Anybody even remotely familiar with the whole teenage drama television format knows about the basic plot structures that haunt such shows. There are the couples who you'll know end up together, because that's the way it's supposed to be, that's the way it should be, but somehow, producers and storywriters alike, tend to stretch this already paperthin relationship out for two seasons or more. A striking example of this can be found in the Gossip Girl series. The show starts off with Serena, Blair, Nate, Chuck, Dan and Vanessa (actually, she only shows up halfway through the season, but details, friend, details!). So anyways, Serena hooks up with Dan, Nate struggles to choose between Vanessa and Blair, the latter of which has caught the eyes of the young Mr Chuck Bass. For the next two seasons or forty-shy episodes, these love triangles will continue to evolve, break up, reforge and break up again, until finally, midway through season three the happy couples are finally united. (To find out who ends up with who, I suggest you view the series, or, Wikipedia them!)

Unfortunately, a series like Gossip Girl has the side-effect of portraying love as something completely bouleversé. Lives are built up, only to be brought down again. Hearts are filled with love, only to bleed out later. It makes you wonder if these writers draw their art from life or from nature? And if from life, it is a faithful representation? Because if so, we humans are pretty shitty lovers, aren't we? 

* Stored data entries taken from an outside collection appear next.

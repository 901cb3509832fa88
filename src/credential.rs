//! Operator SSH credential.
//!
//! The private half (PEM) never leaves this machine. The public half is
//! uploaded to providers and installed in `authorized_keys` on every host.

use anyhow::{Context, Result};
use std::fs;
use std::path::{Path, PathBuf};
use thiserror::Error;

use crate::app::normalize_name;
use crate::runner;

/// Name the operator key is uploaded under at every provider
pub fn key_name(operator_id: &str) -> String {
    format!("devbox-{}", normalize_name(operator_id))
}

/// The key pair is missing or unusable
#[derive(Debug, Error)]
#[error("credential {path} is misconfigured: {reason}")]
pub struct MisconfiguredCredential {
    pub path: PathBuf,
    pub reason: String,
}

impl MisconfiguredCredential {
    fn new(path: &Path, reason: impl Into<String>) -> Self {
        Self {
            path: path.to_path_buf(),
            reason: reason.into(),
        }
    }

    pub fn advice(&self) -> &'static str {
        "Run `devbox keys generate` or fix [credential] in config.toml"
    }
}

#[derive(Clone)]
pub struct Credential {
    pub private_key: String,
    pub public_key: String,
}

impl std::fmt::Debug for Credential {
    fn fmt(&self, f: &mut std::fmt::Formatter<'_>) -> std::fmt::Result {
        f.debug_struct("Credential")
            .field("private_key", &"<redacted>")
            .field("public_key", &self.public_key)
            .finish()
    }
}

impl Credential {
    /// Read and sanity-check both halves
    pub fn load(private_path: &Path, public_path: &Path) -> Result<Self, MisconfiguredCredential> {
        let private_key = read_key(private_path)?;
        if !private_key.contains("PRIVATE KEY") {
            return Err(MisconfiguredCredential::new(
                private_path,
                "not a PEM private key",
            ));
        }

        let public_key = read_key(public_path)?.trim().to_string();
        if !public_key.starts_with("ssh-") && !public_key.starts_with("ecdsa-") {
            return Err(MisconfiguredCredential::new(
                public_path,
                "not an OpenSSH public key",
            ));
        }

        Ok(Self {
            private_key,
            public_key,
        })
    }

    /// Create a 4096-bit RSA pair with `ssh-keygen`.
    ///
    /// Refuses to overwrite an existing key unless `force` is set.
    pub fn generate(private_path: &Path, comment: &str, force: bool) -> Result<PathBuf> {
        let public_path = PathBuf::from(format!("{}.pub", private_path.display()));

        if private_path.exists() {
            if !force {
                anyhow::bail!(
                    "{} already exists (use --force to replace it)",
                    private_path.display()
                );
            }
            fs::remove_file(private_path)
                .with_context(|| format!("Failed to remove {}", private_path.display()))?;
            if public_path.exists() {
                fs::remove_file(&public_path)
                    .with_context(|| format!("Failed to remove {}", public_path.display()))?;
            }
        }

        if !runner::command_exists("ssh-keygen") {
            anyhow::bail!("ssh-keygen not found on PATH");
        }

        if let Some(dir) = private_path.parent() {
            fs::create_dir_all(dir)
                .with_context(|| format!("Failed to create {}", dir.display()))?;
        }

        let path = private_path.to_string_lossy();
        runner::run_capture(
            "ssh-keygen",
            &[
                "-t", "rsa", "-b", "4096", "-m", "PEM", "-N", "", "-C", comment, "-f", &path,
            ],
        )?;

        log::info!("Generated key pair at {}", private_path.display());
        Ok(public_path)
    }
}

fn read_key(path: &Path) -> Result<String, MisconfiguredCredential> {
    if !path.exists() {
        return Err(MisconfiguredCredential::new(path, "file not found"));
    }
    fs::read_to_string(path).map_err(|e| MisconfiguredCredential::new(path, e.to_string()))
}
//! Core types for remote command execution.

use serde::{Deserialize, Serialize};
use std::fmt;
use std::time::Duration;

/// Default SSH port.
pub const DEFAULT_PORT: u16 = 22;

/// Where and as whom to log in.
#[derive(Debug, Clone, PartialEq, Eq, Serialize, Deserialize)]
pub struct HostTarget {
    /// Hostname or IP address
    pub host: String,
    /// TCP port
    pub port: u16,
    /// Login name
    pub username: String,
}

impl HostTarget {
    /// Create a target on the default port.
    pub fn new(host: impl Into<String>, username: impl Into<String>) -> Self {
        Self {
            host: host.into(),
            port: DEFAULT_PORT,
            username: username.into(),
        }
    }

    /// Use a non-default port.
    pub fn with_port(mut self, port: u16) -> Self {
        self.port = port;
        self
    }
}

impl fmt::Display for HostTarget {
    fn fmt(&self, f: &mut fmt::Formatter<'_>) -> fmt::Result {
        if self.port == DEFAULT_PORT {
            write!(f, "{}@{}", self.username, self.host)
        } else {
            write!(f, "{}@{}:{}", self.username, self.host, self.port)
        }
    }
}

/// What a remote command produced.
#[derive(Debug, Clone, Default, PartialEq, Eq, Serialize, Deserialize)]
pub struct CommandOutput {
    /// Standard output
    pub stdout: String,
    /// Standard error
    pub stderr: String,
    /// Exit status reported by the server
    pub exit_status: i32,
    /// Login attempts needed before the command ran
    pub attempts: u32,
}

impl CommandOutput {
    /// Check if the command exited with status 0.
    pub fn success(&self) -> bool {
        self.exit_status == 0
    }

    /// Stdout followed by stderr, trimmed.
    pub fn combined(&self) -> String {
        match (self.stdout.trim(), self.stderr.trim()) {
            (out, "") => out.to_string(),
            ("", err) => err.to_string(),
            (out, err) => format!("{out}\n{err}"),
        }
    }
}

/// Retry configuration for SSH logins.
///
/// Fresh servers often refuse connections for a while after the provider
/// reports them as running, so logins are retried on a fixed schedule.
#[derive(Debug, Clone, PartialEq)]
pub struct RetryConfig {
    /// Maximum number of login attempts
    pub max_attempts: u32,
    /// Delay between attempts
    pub base_delay: Duration,
    /// Multiplier applied per attempt (1.0 keeps the delay fixed)
    pub backoff_factor: f64,
    /// Maximum delay between attempts
    pub max_delay: Duration,
}

impl Default for RetryConfig {
    fn default() -> Self {
        Self {
            max_attempts: 10,
            base_delay: Duration::from_secs(3),
            backoff_factor: 1.0,
            max_delay: Duration::from_secs(60),
        }
    }
}

impl RetryConfig {
    /// Create a fixed-delay retry config.
    pub fn fixed(max_attempts: u32, delay: Duration) -> Self {
        Self {
            max_attempts,
            base_delay: delay,
            backoff_factor: 1.0,
            max_delay: delay.max(Duration::from_secs(60)),
        }
    }

    /// Calculate the delay for a given attempt number (0-indexed).
    pub fn delay_for_attempt(&self, attempt: u32) -> Duration {
        let delay = self.base_delay.as_secs_f64() * self.backoff_factor.powi(attempt as i32);
        let capped = delay.min(self.max_delay.as_secs_f64());
        Duration::from_secs_f64(capped)
    }

    /// Create a config that never retries.
    pub fn no_retry() -> Self {
        Self {
            max_attempts: 1,
            ..Default::default()
        }
    }
}
use anyhow::{Context as _, Result};
use colored::Colorize;
use reconcile::{
    BatchStep, BatchSummary, DiffSummary, FinishCallback, LogProgress, Reconciliation,
    ResourceDescriptor, ResourceKind, RunOptions, StepHandler, StepOutcome, Strategy, diff,
};
use sshkit::RemoteExecutor;
use std::collections::HashSet;
use std::sync::Arc;
use vpskit::ProviderRegistry;

use crate::Context;
use crate::cli::ApplyArgs;
use crate::commands;
use crate::credential::Credential;
use crate::handler::DevboxHandler;
use crate::pipeline::{self, Op};
use crate::progress::BarProgress;
use crate::store::{FileStore, RecordStore};
use crate::ui;

pub fn run(ctx: &Context, args: &ApplyArgs) -> Result<()> {
    if !ctx.quiet {
        ui::header("Applying Desired State");
    }
    if args.dry_run {
        ui::warn("Dry run - no changes will be made");
    }

    let config = ctx.load_config()?;
    let desired = commands::desired_resources(&config)?;
    let store = Arc::new(FileStore::open_default()?);

    // Previous snapshot is read before anything is written back
    let previous = store.records();
    let current = commands::with_observed_state(desired, &previous);
    let reconciliation = diff(&current, &previous);
    let steps = pipeline::plan(&reconciliation)?;

    display_plan(&reconciliation);

    if reconciliation.is_empty() {
        if !args.dry_run {
            record_desired(store.as_ref(), &current)?;
        }
        return Ok(());
    }

    let jobs = args.jobs.unwrap_or(config.provisioning.jobs).max(1);
    let opts = RunOptions {
        dry_run: args.dry_run,
        strategy: if jobs > 1 {
            Strategy::PerResource { jobs }
        } else {
            Strategy::Sequential
        },
    };

    if args.dry_run {
        execute(ctx, &steps, &Preview, &opts)?;
        return Ok(());
    }

    // No provider or host is contacted without a usable key pair
    let (private_path, public_path) = config.credential_paths()?;
    let credential = match Credential::load(&private_path, &public_path) {
        Ok(credential) => credential,
        Err(e) => {
            ui::error(&e.to_string());
            ui::dim(e.advice());
            return Err(e.into());
        }
    };

    if !args.yes && console::user_attended() && !confirm_proceed()? {
        ui::info("Aborted");
        return Ok(());
    }

    record_desired(store.as_ref(), &current)?;

    let executor = RemoteExecutor::new()
        .with_retry(config.ssh.retry())
        .with_port(config.ssh.port);
    let handler = DevboxHandler::new(
        ProviderRegistry::with_defaults(),
        config,
        executor,
        store.clone(),
        credential,
    );
    if ctx.verbose > 0 {
        ui::kv("Remote login", handler.login());
        ui::kv("Steps", &steps.len().to_string());
    }

    let summary = execute(ctx, &steps, &handler, &opts)?;
    if !summary.is_success() {
        anyhow::bail!("{} of {} steps failed", summary.failed, summary.total());
    }
    Ok(())
}

fn execute<H: StepHandler<Op>>(
    ctx: &Context,
    steps: &[BatchStep<Op>],
    handler: &H,
    opts: &RunOptions,
) -> Result<BatchSummary> {
    let mut finish = SummaryPrinter {
        dry_run: opts.dry_run,
    };
    if ctx.quiet {
        reconcile::run(steps, handler, opts, &mut LogProgress, &mut finish)
    } else {
        reconcile::run(steps, handler, opts, &mut BarProgress::new(), &mut finish)
    }
}

fn record_desired(store: &dyn RecordStore, current: &[ResourceDescriptor]) -> Result<()> {
    for resource in current {
        store.put(resource.clone());
    }
    store.save().context("Failed to save resource records")
}

fn describe(resource: &ResourceDescriptor) -> String {
    match resource.kind {
        ResourceKind::Vps => format!(
            "(vps on {}, {})",
            resource.provider_key,
            resource.config_str("server_type").unwrap_or("?")
        ),
        ResourceKind::Manual => format!(
            "(manual host {})",
            resource.config_str("ip").unwrap_or("?")
        ),
        ResourceKind::App => format!(
            "(app on {}, {})",
            resource.parent_id.as_deref().unwrap_or("?"),
            resource.config_str("image").unwrap_or("?")
        ),
    }
}

fn display_plan(reconciliation: &Reconciliation) {
    let counts = DiffSummary::from_reconciliation(reconciliation);
    if !counts.has_changes() {
        println!();
        println!("  {} No changes needed", "✓".green());
        return;
    }

    println!();
    println!(
        "┌─ {} ─────────────────────────────────────────┐",
        "Plan".bold()
    );
    println!("│");
    for resource in &reconciliation.to_delete {
        println!("│  {} {} {}", "-".red(), resource.id, describe(resource).dimmed());
    }
    for resource in &reconciliation.to_create {
        println!("│  {} {} {}", "+".green(), resource.id, describe(resource).dimmed());
    }
    for id in &reconciliation.orphaned {
        println!(
            "│  {} {} {}",
            "⚠".yellow(),
            id,
            "hosting VPS is being deleted; the app will not be started".dimmed()
        );
    }
    println!("│");
    println!(
        "│  {} to create ({} hosts, {} apps), {} to delete",
        counts.host_creates + counts.app_creates,
        counts.host_creates,
        counts.app_creates,
        counts.deletions
    );
    println!("└──────────────────────────────────────────────────┘");
}

fn confirm_proceed() -> Result<bool> {
    use dialoguer::Confirm;

    let confirmed = Confirm::new()
        .with_prompt("Continue?")
        .default(true)
        .interact()
        .context("Failed to read confirmation")?;

    Ok(confirmed)
}

/// Stands in for the real handler when nothing may be executed
struct Preview;

impl StepHandler<Op> for Preview {
    fn run_step(&self, _step: &BatchStep<Op>) -> Result<StepOutcome> {
        Ok(StepOutcome::Skipped {
            reason: "Dry run".to_string(),
        })
    }
}

struct SummaryPrinter {
    dry_run: bool,
}

impl FinishCallback<Op> for SummaryPrinter {
    fn finished(&mut self, success: bool, summary: &BatchSummary, steps: &[BatchStep<Op>]) {
        let resources: HashSet<&str> = steps.iter().map(|s| s.resource_id.as_str()).collect();

        println!();
        if self.dry_run {
            println!(
                "  {} {} steps would run on {} resources",
                "ℹ".blue(),
                steps.len(),
                resources.len()
            );
            return;
        }

        if success {
            println!("  {} Desired state applied", "✓".green().bold());
        } else {
            println!("  {} Desired state applied with errors", "⚠".yellow().bold());
        }

        if summary.succeeded > 0 {
            println!("    • {} steps succeeded", summary.succeeded);
        }
        if summary.skipped > 0 {
            println!("    • {} steps skipped", summary.skipped);
        }
        if summary.failed > 0 {
            println!("    • {} {} failed", summary.failed, "steps".red());
            for error in &summary.errors {
                println!("      {} {}", "✗".red(), error);
            }
        }
    }
}

#[cfg(test)]
mod tests {
    use super::*;
    use serde_json::json;

    #[test]
    fn test_observed_state_drives_the_diff() {
        let desired = vec![
            ResourceDescriptor::new("web", ResourceKind::Vps, "hetzner"),
            ResourceDescriptor::new("new", ResourceKind::Vps, "vultr"),
        ];
        let previous = vec![
            ResourceDescriptor::new("web", ResourceKind::Vps, "hetzner").with_observed(json!({"id": 1})),
            ResourceDescriptor::new("gone", ResourceKind::Vps, "hetzner").with_observed(json!({"id": 2})),
        ];

        let current = commands::with_observed_state(desired, &previous);
        assert!(current[0].exists_remotely());
        assert!(!current[1].exists_remotely());

        let rec = diff(&current, &previous);
        assert_eq!(rec.create_ids(), vec!["new"]);
        assert_eq!(rec.delete_ids(), vec!["gone"]);
    }

    #[test]
    fn test_describe() {
        let app = ResourceDescriptor::new("a", ResourceKind::App, "")
            .with_parent("web")
            .with_config("image", "nginx");
        assert_eq!(describe(&app), "(app on web, nginx)");

        let manual = ResourceDescriptor::new("m", ResourceKind::Manual, "manual")
            .with_config("ip", "10.0.0.1");
        assert_eq!(describe(&manual), "(manual host 10.0.0.1)");
    }

    #[test]
    fn test_preview_never_fails() {
        let steps = vec![BatchStep::new("x", "1", Op::HardenSsh)];
        let summary = reconcile::run_simple(&steps, &Preview).unwrap();
        assert_eq!(summary.skipped, 1);
    }
}
//! Connection backends.
//!
//! The [`Connector`] trait opens authenticated sessions, allowing for
//! different implementations (libssh2, mock for testing).
//!
//! # Testing
//!
//! Use [`MockConnector`] for testing without network access:
//!
//! ```
//! use sshkit::backend::{Connector, MockConnector};
//! use sshkit::HostTarget;
//!
//! let mock = MockConnector::new().fail_logins(2);
//! let target = HostTarget::new("10.0.0.1", "root");
//!
//! assert!(mock.connect(&target, "key").is_err());
//! assert!(mock.connect(&target, "key").is_err());
//! assert!(mock.connect(&target, "key").is_ok());
//! ```

pub mod mock;
pub mod libssh2;

pub use self::mock::MockConnector;
pub use self::libssh2::Ssh2Connector;

use crate::error::Result;
use crate::types::HostTarget;

/// Raw result of one command, before status interpretation.
#[derive(Debug, Clone, Default, PartialEq, Eq)]
pub struct ExecResult {
    /// Standard output
    pub stdout: String,
    /// Standard error
    pub stderr: String,
    /// Exit status
    pub exit_status: i32,
}

/// An authenticated session able to run commands.
pub trait Session: Send {
    /// Run one command on a fresh exec channel (no PTY) and wait for it.
    fn exec(&mut self, command: &str) -> Result<ExecResult>;
}

/// Opens authenticated sessions.
pub trait Connector: Send + Sync {
    /// Connect and log in with an in-memory private key (PEM).
    ///
    /// A single attempt; retrying is the caller's job.
    fn connect(&self, target: &HostTarget, private_key: &str) -> Result<Box<dyn Session>>;
}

Deny it as much as we want to, a sad lovestory always sells better than a happily-ever-after, need I bring up the box-office numbers for Titanic or even Moulin Rouge? As much as we want to believe in fairy tale endings and blissful marriages, there's a deeper and darker part of us that preys on the total destruction of hope and erasure of love from what, for all intents and purposes, is considered to be a fictional character. That way, the audience can always leave with the though that their life is nowhere near as complicated and that, despite how bleak their future might look, there's a good chance some fictional Dick or Jane who have it inifinitely more to endure than we ever could.

Romance, or at least, what passes as romance on-screen seems to has lost much of its appeal, to me. I mean, I know all the old sayings such as 'You don't know what you've got 'till it's gone', 'Some of the best things in life, are the things that are right in front of you', 'True love' and all that other sensible stuff, so why is it, that when people watch television shows, the ratings start to steadily drop when the drama stops? Isn't that what love is about? Being devoid of drama? Having Ariadne'd yourself out of life's labyrinth of emotional dead-ends and ever-winding paths? The reverse seems to be true. Romance is just the start of things to come. The beginning of the end, if I were to be a cynic.

Even with all these cinematic rocky roads, there is a core to be found in each one of them. A truth that lies in the hearts of all of us. The search for love in a world that seems to do everything in its power to nihilate such notions. The search for something more ethereal, when all we seem to do is be silly little material boys and girls. So I guess therein lies the challenge: to believe in something more. Not gods, kings or rockstars, just people.

Yes, I know, I've been going on an emotional rollercoaster again with this blog and I hope you weren't too dissatisfied with it, because I can't promise it won't happen again. But hey, if you can sit through all the other lovy-dovy shows, than I think this little blog should be the least of your worries, should it not?